Layer 4 — core services. Consumes zerodds-security (SPI) + zerodds-security-crypto + -permissions + -pki + -rtps + zerodds-rtps + zerodds-qos. Fed by the DCPS runtime via Box<dyn ...> plugins (feature security).

§Public API (as of 1.0.0-rc.1)

  • SecurityGate — high-level adapter between governance + crypto + RTPS wrap.
  • engine::*GovernancePolicyEngine default impl + PolicyEngine trait.
  • policy::*PolicyDecision with suite, receiver MACs, topic class.
  • caps::*PeerCapabilities + PeerCapabilitiesCache.
  • caps_wire::* — SPDP mapping for peer capabilities (wire codec).
  • peer_class::*<peer_class> match (CIDR, subject patterns).
  • endpoint::* — endpoint slot lookup.
  • data_tagging::* — built-in DataTaggingPlugin (spec §8.7).
  • builtin_topics::* — DCPSParticipantStatelessMessage + DCPSParticipantVolatileMessageSecure.
  • anti_squatter::* — spec §8.5.3 anti-squatter logic.
  • gateway_bridge::* — heterogeneous-mesh gateway bridge (edge ↔ backend).
  • shared::* — shared inbound/outbound verdict types.

§Example

use zerodds_security_crypto::AesGcmCryptoPlugin;
use zerodds_security_permissions::parse_governance_xml;
use zerodds_security_runtime::SecurityGate;

let governance = parse_governance_xml(GOVERNANCE_XML).unwrap();
let mut crypto = AesGcmCryptoPlugin::new();
let mut gate = SecurityGate::new(0, governance, &mut crypto);

// Outbound:
let wire = gate.encode_outbound("Chatter", b"hello").unwrap();

// Inbound (at the peer):
let plain = gate.decode_inbound("Chatter", &wire).unwrap();

Re-exports§

pub use anti_squatter::BindingDecision;
pub use anti_squatter::GuidPrefixBytes;
pub use anti_squatter::IdentityBindingCache;
pub use bundle::SecurityBundle;
pub use bundle::SecurityBundleBuilder;
pub use caps::PeerCache;
pub use caps::PeerCapabilities;
pub use caps::Validity;
pub use caps_wire::advertise_security_caps;
pub use caps_wire::parse_peer_caps;
pub use data_tagging::BuiltinDataTaggingPlugin;
pub use data_tagging::TAG_PROPERTY_PREFIX;
pub use endpoint::EndpointMatch;
pub use endpoint::EndpointProtection;
pub use endpoint::MatchRejectReason;
pub use endpoint::match_endpoints;
pub use gateway_bridge::GatewayBridge;
pub use gateway_bridge::GatewayBridgeConfig;
pub use gateway_bridge::GatewayBridgeError;
pub use gateway_bridge::GatewayBridgeResult;
pub use peer_class::interface_accepts_class;
pub use peer_class::peer_matches_class;
pub use peer_class::resolve_peer_class;
pub use peer_class::resolve_protection;
pub use policy::InboundCtx;
pub use policy::InterfaceConfig;
pub use policy::IpRange;
pub use policy::NetInterface;
pub use policy::OutboundCtx;
pub use policy::PolicyDecision;
pub use policy::PolicyEngine;
pub use policy::ProtectionLevel;
pub use policy::SuiteHint;
pub use policy::classify_interface;
pub use profile::SecurityProfile;
pub use profile::SecurityProfileConfig;
pub use profile::SecurityProfileError;
pub use profile::strip_file_url;

Modules§

anti_squatter
GUID-to-identity bindings cache (C3.8).
builtin_topics
C3.4-b — API bridge for the DDS-Security 1.2 §7.5.3/§7.5.4 builtin topics (DCPSParticipantStatelessMessage + DCPSParticipantVolatileMessage- Secure).
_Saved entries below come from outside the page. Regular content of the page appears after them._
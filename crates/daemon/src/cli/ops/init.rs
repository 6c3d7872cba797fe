use std::net::SocketAddr;

use clap::Args;

use webfiles_daemon::state::{AppConfig, AppState};

#[derive(Args, Debug, Clone)]
pub struct Init {
    /// Address the server listens on
    #[arg(long, default_value = "127.0.0.1:7777")]
    pub listen_addr: SocketAddr,

    /// Largest accepted upload, in bytes
    #[arg(long)]
    pub max_file_size: Option<usize>,

    /// Mark cookies Secure (serve over HTTPS only)
    #[arg(long)]
    pub secure_cookies: bool,
}

#[derive(Debug, thiserror::Error)]
pub enum InitError {
    #[error("init failed: {0}")]
    StateFailed(#[from] webfiles_daemon::state::StateError),
}

#[async_trait::async_trait]
impl crate::cli::op::Op for Init {
    type Error = InitError;
    type Output = String;

    async fn execute(&self, ctx: &crate::cli::op::OpContext) -> Result<Self::Output, Self::Error> {
        let defaults = AppConfig::default();
        let config = AppConfig {
            listen_addr: self.listen_addr,
            max_file_size: self.max_file_size.unwrap_or(defaults.max_file_size),
            secure_cookies: self.secure_cookies,
            ..defaults
        };

        let state = AppState::init(ctx.config_path.clone(), Some(config))?;

        let output = format!(
            "Initialized webfiles directory at: {}\n\
             - Database: {}\n\
             - Signing key: {}\n\
             - Uploads: {}\n\
             - Sessions: {}\n\
             - Config: {}\n\
             - Listen address: {}",
            state.webfiles_dir.display(),
            state.db_path.display(),
            state.key_path.display(),
            state.uploads_path.display(),
            state.sessions_path.display(),
            state.config_path.display(),
            state.config.listen_addr,
        );

        Ok(output)
    }
}
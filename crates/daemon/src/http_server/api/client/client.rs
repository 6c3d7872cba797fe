use reqwest::header::{HeaderMap, HeaderValue, AUTHORIZATION};
use reqwest::{Client, Response};
use serde::de::DeserializeOwned;
use url::Url;

use super::error::ApiError;
use super::ApiRequest;

#[derive(Debug, Clone)]
pub struct ApiClient {
    pub remote: Url,
    client: Client,
}

impl ApiClient {
    /// A client for `remote`, presenting `token` as a bearer credential on
    /// every request when given.
    pub fn new(remote: &Url, token: Option<&str>) -> Result<Self, ApiError> {
        let mut default_headers = HeaderMap::new();
        if let Some(token) = token {
            let mut value = HeaderValue::from_str(&format!("Bearer {}", token))
                .map_err(|_| ApiError::InvalidToken)?;
            value.set_sensitive(true);
            default_headers.insert(AUTHORIZATION, value);
        }
        let client = Client::builder().default_headers(default_headers).build()?;

        Ok(Self {
            remote: remote.clone(),
            client,
        })
    }

    /// Send `request` and decode a JSON response.
    pub async fn call<T>(&self, request: T) -> Result<T::Response, ApiError>
    where
        T: ApiRequest,
        T::Response: DeserializeOwned,
    {
        let response = self.send(request).await?;
        Ok(response.json::<T::Response>().await?)
    }

    /// Send `request` and return the plain text response.
    pub async fn call_text<T>(&self, request: T) -> Result<String, ApiError>
    where
        T: ApiRequest<Response = String>,
    {
        let response = self.send(request).await?;
        Ok(response.text().await?)
    }

    /// Send `request` and hand back the successful response unread, for
    /// streaming bodies.
    pub async fn send<T: ApiRequest>(&self, request: T) -> Result<Response, ApiError> {
        let request_builder = request.build_request(&self.remote, &self.client);
        let response = request_builder.send().await?;

        if response.status().is_success() {
            Ok(response)
        } else {
            Err(ApiError::HttpStatus(
                response.status(),
                response.text().await?,
            ))
        }
    }

    /// Get the base URL for API requests
    pub fn base_url(&self) -> &Url {
        &self.remote
    }

    /// Get the underlying HTTP client for custom requests
    pub fn http_client(&self) -> &Client {
        &self.client
    }
}
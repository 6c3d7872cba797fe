use axum::extract::{Path, Request, State};
use axum::http::StatusCode;
use axum::middleware::Next;
use axum::response::{IntoResponse, Response};

use common::content::Uid;

use super::context::AuthContext;
use crate::ServiceState;

/// Mark the request authorized when its identity owns the addressed upload.
///
/// Unauthenticated requests and ids that do not parse stay unauthorized.
pub async fn authorize_ownership(
    State(state): State<ServiceState>,
    Path(fileid): Path<String>,
    mut req: Request,
    next: Next,
) -> Result<Response, AuthorizeError> {
    let mut ctx = req
        .extensions_mut()
        .remove::<AuthContext>()
        .unwrap_or_default();

    let identity = ctx.identity().map(str::to_owned);
    if let (Some(identity), Ok(uid)) = (identity, fileid.parse::<Uid>()) {
        let owned = state.database().is_owned_by(&identity, uid).await?;
        if !owned {
            tracing::debug!(%identity, %uid, "identity does not own file");
        }
        ctx.set_authorized(owned);
    }

    req.extensions_mut().insert(ctx);
    Ok(next.run(req).await)
}

#[derive(Debug, thiserror::Error)]
pub enum AuthorizeError {
    #[error("ownership lookup failed: {0}")]
    Database(#[from] sqlx::Error),
}

impl IntoResponse for AuthorizeError {
    fn into_response(self) -> Response {
        tracing::error!("{}", self);
        (
            StatusCode::INTERNAL_SERVER_ERROR,
            "Unexpected error".to_string(),
        )
            .into_response()
    }
}
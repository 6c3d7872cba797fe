//! Cryptographic primitives for cookie sessions
//!
//! Everything here hangs off a single [`SessionKey`], the SHA-256 digest of
//! the server's shared signing secret:
//!
//! - cookie values are authenticated with HMAC-SHA256 under the key
//! - persisted session records are encrypted with ChaCha20-Poly1305 under the key
//!
//! Token signing lives in [`crate::token`] and uses the raw secret, as JWT
//! HMAC verification expects.

mod secret;

pub use secret::{random_bytes, SecretError, SessionKey, NONCE_SIZE, SECRET_SIZE};
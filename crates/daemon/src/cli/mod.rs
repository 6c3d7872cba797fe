pub mod args;
pub mod op;
pub mod ops;

pub use ops::{Daemon, Download, Health, Init, Ls, Token, Upload, Version};
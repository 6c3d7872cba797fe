use std::str::FromStr;

use sqlx::sqlite::{SqliteConnectOptions, SqliteJournalMode, SqlitePool, SqlitePoolOptions};

use super::DatabaseSetupError;

pub async fn connect_sqlite(database_url: &url::Url) -> Result<SqlitePool, DatabaseSetupError> {
    let options = SqliteConnectOptions::from_str(database_url.as_str())
        .map_err(DatabaseSetupError::Unavailable)?
        .create_if_missing(true)
        .journal_mode(SqliteJournalMode::Wal);

    SqlitePoolOptions::new()
        .max_connections(5)
        .connect_with(options)
        .await
        .map_err(DatabaseSetupError::Unavailable)
}

pub async fn connect_memory() -> Result<SqlitePool, DatabaseSetupError> {
    let options = SqliteConnectOptions::new().filename(":memory:");

    // every connection to :memory: is its own database, so keep exactly one
    SqlitePoolOptions::new()
        .max_connections(1)
        .idle_timeout(None)
        .max_lifetime(None)
        .connect_with(options)
        .await
        .map_err(DatabaseSetupError::Unavailable)
}

pub async fn migrate_sqlite(pool: &SqlitePool) -> Result<(), DatabaseSetupError> {
    sqlx::migrate!("./migrations")
        .run(pool)
        .await
        .map_err(DatabaseSetupError::MigrationFailed)
}
use axum::extract::{Request, State};
use axum::middleware::Next;
use axum::response::Response;

use super::context::AuthContext;
use super::source::TokenSource;
use crate::ServiceState;

/// Verify the request's `jwt` cookie and record the identity it carries.
///
/// Runs after token resolution, which has already rewritten the cookie to
/// the authoritative token. A missing or invalid token leaves the request
/// unauthenticated; rejecting it is up to the handler.
pub async fn authenticate(
    State(state): State<ServiceState>,
    mut req: Request,
    next: Next,
) -> Response {
    let mut ctx = req
        .extensions_mut()
        .remove::<AuthContext>()
        .unwrap_or_default();

    match TokenSource::Cookie.extract(req.uri(), req.headers()) {
        Some(token) => match state.tokens().verify(&token) {
            Ok(claims) => ctx.authenticate(&claims),
            Err(e) => tracing::debug!("request token rejected: {}", e),
        },
        None => tracing::debug!("no token cookie on request"),
    }

    req.extensions_mut().insert(ctx);
    next.run(req).await
}
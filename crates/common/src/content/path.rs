use std::path::{Component, Path, PathBuf};

use super::{ContentError, NAME_FILE};

/// Reduce a client-supplied file name to the basename stored on disk.
///
/// Both `/` and `\` count as separators. Any `..` component is a traversal
/// attempt and fails with [`ContentError::PathEscape`]; names that leave no
/// usable basename, or would shadow the sidecar, fail with
/// [`ContentError::InvalidFileName`].
pub fn storage_file_name(file_name: &str) -> Result<String, ContentError> {
    let mut base = "";
    for part in file_name.split(['/', '\\']) {
        if part == ".." {
            return Err(ContentError::PathEscape(file_name.to_string()));
        }
        base = part;
    }

    if base.is_empty() || base == "." || base == NAME_FILE || base.contains('\0') {
        return Err(ContentError::InvalidFileName(file_name.to_string()));
    }
    Ok(base.to_string())
}

/// Lexically clean `path`: drop `.` components and fold `..` into its
/// parent. `..` never climbs above the root.
pub fn normalize(path: &Path) -> PathBuf {
    let mut out = PathBuf::new();
    for component in path.components() {
        match component {
            Component::CurDir => {}
            Component::ParentDir => match out.components().next_back() {
                Some(Component::Normal(_)) => {
                    out.pop();
                }
                Some(Component::RootDir) | Some(Component::Prefix(_)) => {}
                _ => out.push(component),
            },
            other => out.push(other),
        }
    }
    out
}

/// Return the cleaned `path` if it lies strictly below `root`.
///
/// Comparison is component-wise, so `/data/uploads-evil` is not inside
/// `/data/uploads`.
pub fn ensure_descendant(root: &Path, path: &Path) -> Result<PathBuf, ContentError> {
    let cleaned = normalize(path);
    if cleaned != root && cleaned.starts_with(root) {
        Ok(cleaned)
    } else {
        Err(ContentError::PathEscape(path.display().to_string()))
    }
}
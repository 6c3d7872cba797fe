pub use clap::Parser;

use std::path::PathBuf;
use url::Url;

#[derive(Parser, Debug)]
#[command(name = "webfiles")]
#[command(about = "Anonymous file upload and download server")]
pub struct Args {
    /// Server to talk to (defaults to the configured listen address, then http://localhost:7777)
    #[arg(long, global = true)]
    pub remote: Option<Url>,

    /// Path to the webfiles config directory (defaults to ~/.webfiles)
    #[arg(long, global = true)]
    pub config_path: Option<PathBuf>,

    /// Token presented as a bearer credential on every request
    #[arg(long, global = true, env = "WEBFILES_TOKEN", hide_env_values = true)]
    pub token: Option<String>,

    #[command(subcommand)]
    pub command: crate::Command,
}
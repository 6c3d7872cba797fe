use clap::Args;

use webfiles_daemon::http_server::api::client::ApiError;
use webfiles_daemon::http_server::api::user_files::UserFilesRequest;

#[derive(Args, Debug, Clone)]
pub struct Ls;

#[async_trait::async_trait]
impl crate::cli::op::Op for Ls {
    type Error = ApiError;
    type Output = String;

    async fn execute(&self, ctx: &crate::cli::op::OpContext) -> Result<Self::Output, Self::Error> {
        let uids = ctx.client.call(UserFilesRequest).await?;
        if uids.is_empty() {
            return Ok("no files".to_string());
        }
        Ok(uids
            .iter()
            .map(ToString::to_string)
            .collect::<Vec<_>>()
            .join("\n"))
    }
}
Wraps the spec data model from zerodds_security::generic_message into a DCPS-ready form:
bundle
One-stop security configuration facade for a participant.
caps
Peer capabilities and cache.
caps_wire
SPDP mapping for PeerCapabilities.
data_tagging
Builtin DataTagging plugin (OMG DDS-Security 1.2 §12).
endpoint
Endpoint-level protection abstraction.
gateway_bridge
Gateway-bridge helper.
peer_class
Peer-class matching engine.
policy
Heterogeneous security — PolicyEngine trait and data types .
profile
Vendor-style-conform “from-paths” builder for DDS-Security 1.2 setups.

Structs§

GovernancePolicyEngine
Governance-XML-driven PolicyEngine default implementation.
SecurityGate
Decides per topic whether/how outgoing submessages must be encrypted or signed.
SharedSecurityGate
Thread-safe security gate. Clone gives a second reference to the same plugin instance — all clones operate on the same key store.

Enums§

InboundVerdict
Result of a classify_inbound decision.
LogLevel
Severity of a security event (spec §8.6.3 table 36).
SecurityGateError
Error class for the gate.

Traits§

LoggingPlugin
Logging plugin (spec §8.6.2.1).

Type Aliases§

PeerKey
Opaque peer identifier. In RTPS environments the caller typically maps GuidPrefix (12 bytes) onto it — [u8; 12] fits exactly.